The initial scene of the movie sets the tone— a vertical frame of Janis and Damian being filmed on a smartphone. This tells audiences two things, the story is narrated by Janis and Damion this time around—not Cady—and that the film will be utilizing modern technology and social media to tell the story. The ladder is evident in the way that Regina goes viral, gets a TikTok filter after the viral moment, and has legions of followers looking up to her beyond North Shore High. Social media is not glamorized in the film though; Regina’s downfall also goes viral on TikTok, and the Burn Book gets posted on social media rather than printed out. In the early 2000s, it took a few periods of the school day for students to learn that Amber D’Alessio made out with a hotdog. In 2024, the Burn Book bombshells are instantaneously available, showcasing the reality of being a teenager in the modern day.

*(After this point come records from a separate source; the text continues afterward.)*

//! Host topology (CMDB) service contract, consumed on terminal pool
//! transitions.

use async_trait::async_trait;

use crate::external::ExternalError;
use crate::models::Host;

#[async_trait]
pub trait CmdbClient: Send + Sync {
    /// Move hosts into the topology's recycle module.
    async fn transfer_to_recycle_module(&self, hosts: &[Host]) -> Result<(), ExternalError>;

    /// Physically recycle hosts, removing them from the business.
    async fn recycle_hosts(&self, hosts: &[Host]) -> Result<(), ExternalError>;
}
use chrono::{DateTime, Utc};
use serde::{Deserialize, Serialize};
use uuid::Uuid;

/// Operational request kinds the platform can execute.
///
/// Each type expands into a fixed flow sequence via the builder table
/// (`crate::builders::flow_sequence`).
#[derive(Debug, Clone, Copy, PartialEq, Eq, Hash, Serialize, Deserialize)]
#[serde(rename_all = "snake_case")]
pub enum TicketType {
    /// Deploy a new cluster on freshly allocated hosts
    ClusterApply,
    /// Add capacity to an existing cluster
    ClusterScaleOut,
    /// Tear a cluster down after a manual confirmation
    ClusterDestroy,
    /// Switch cluster roles at a scheduled time
    ClusterSwitch,
    /// Return hosts that finished their lifecycle
    HostRecycle,
}

impl TicketType {
    /// Apply-type tickets consume hosts from the resource pool; their
    /// inner-flow failures quarantine those hosts (dirty pool hook).
    pub fn is_apply(&self) -> bool {
        matches!(self, TicketType::ClusterApply | TicketType::ClusterScaleOut)
    }
}

/// Ticket lifecycle status.
///
/// Always a pure function of the status set of the ticket's flows; only
/// `TicketFlowManager::update_ticket_status` writes it. Waiting flavors
/// (Approving/AwaitingConfirm/Scheduled/ResourceReplenish) exist so the
/// running→mapped aggregation rule is a total static table.
#[derive(Debug, Clone, Copy, PartialEq, Eq, Hash, Serialize, Deserialize)]
#[serde(rename_all = "snake_case")]
pub enum TicketStatus {
    /// Created, no flow started yet
    Pending,
    /// External approval in progress
    Approving,
    /// Paused on a human confirmation todo
    AwaitingConfirm,
    /// Waiting for a timer to fire
    Scheduled,
    /// Resource allocation waiting on pool replenishment
    ResourceReplenish,
    /// A flow is executing
    Running,
    Succeeded,
    Failed,
    Revoked,
    Terminated,
}

impl TicketStatus {
    pub fn is_finished(&self) -> bool {
        matches!(
            self,
            TicketStatus::Succeeded
                | TicketStatus::Failed
                | TicketStatus::Revoked
                | TicketStatus::Terminated
        )
    }
}

/// One operational change request, owning an ordered flow sequence.
#[derive(Debug, Clone, Serialize, Deserialize)]
pub struct Ticket {
    pub id: Uuid,
    pub biz_id: u64,
    pub ticket_type: TicketType,
    pub status: TicketStatus,
    pub creator: String,
    /// Database group the ticket targets (DBA directory lookup key)
    pub group: String,
    pub remark: String,
    /// Free-form parameters interpreted by the type-specific builder
    pub details: serde_json::Value,
    pub created_at: DateTime<Utc>,
    pub updated_at: DateTime<Utc>,
}

impl Ticket {
    pub fn new(
        biz_id: u64,
        ticket_type: TicketType,
        creator: impl Into<String>,
        group: impl Into<String>,
        details: serde_json::Value,
    ) -> Self {
        let now = Utc::now();
        Self {
            id: Uuid::new_v4(),
            biz_id,
            ticket_type,
            status: TicketStatus::Pending,
            creator: creator.into(),
            group: group.into(),
            remark: String::new(),
            details,
            created_at: now,
            updated_at: now,
        }
    }
}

The musical aspect of the film adds some comedy lacking from the original with updated references. When Damion sings a sad French song for the talent show, Mr. Duvall thanks him for singing the ICarly theme song in French, referencing a show that aired after the first film was released. At another point, Tina Fey opens her mouth to sing–the inside joke that she’s not a singer is played off when she makes a choking noise, knowingly toying with the audience.
The film accomplished what it needed to while staying true to the heart of the original. Obviously, the 2024 version was not as fetch as the original (how can you improve on a classic?), but the jokes were funny, the songs were catchy, the cast was perfect, the necessary homages were present. I adequately enjoyed the adaptation of the classic I’ve long been a fan of.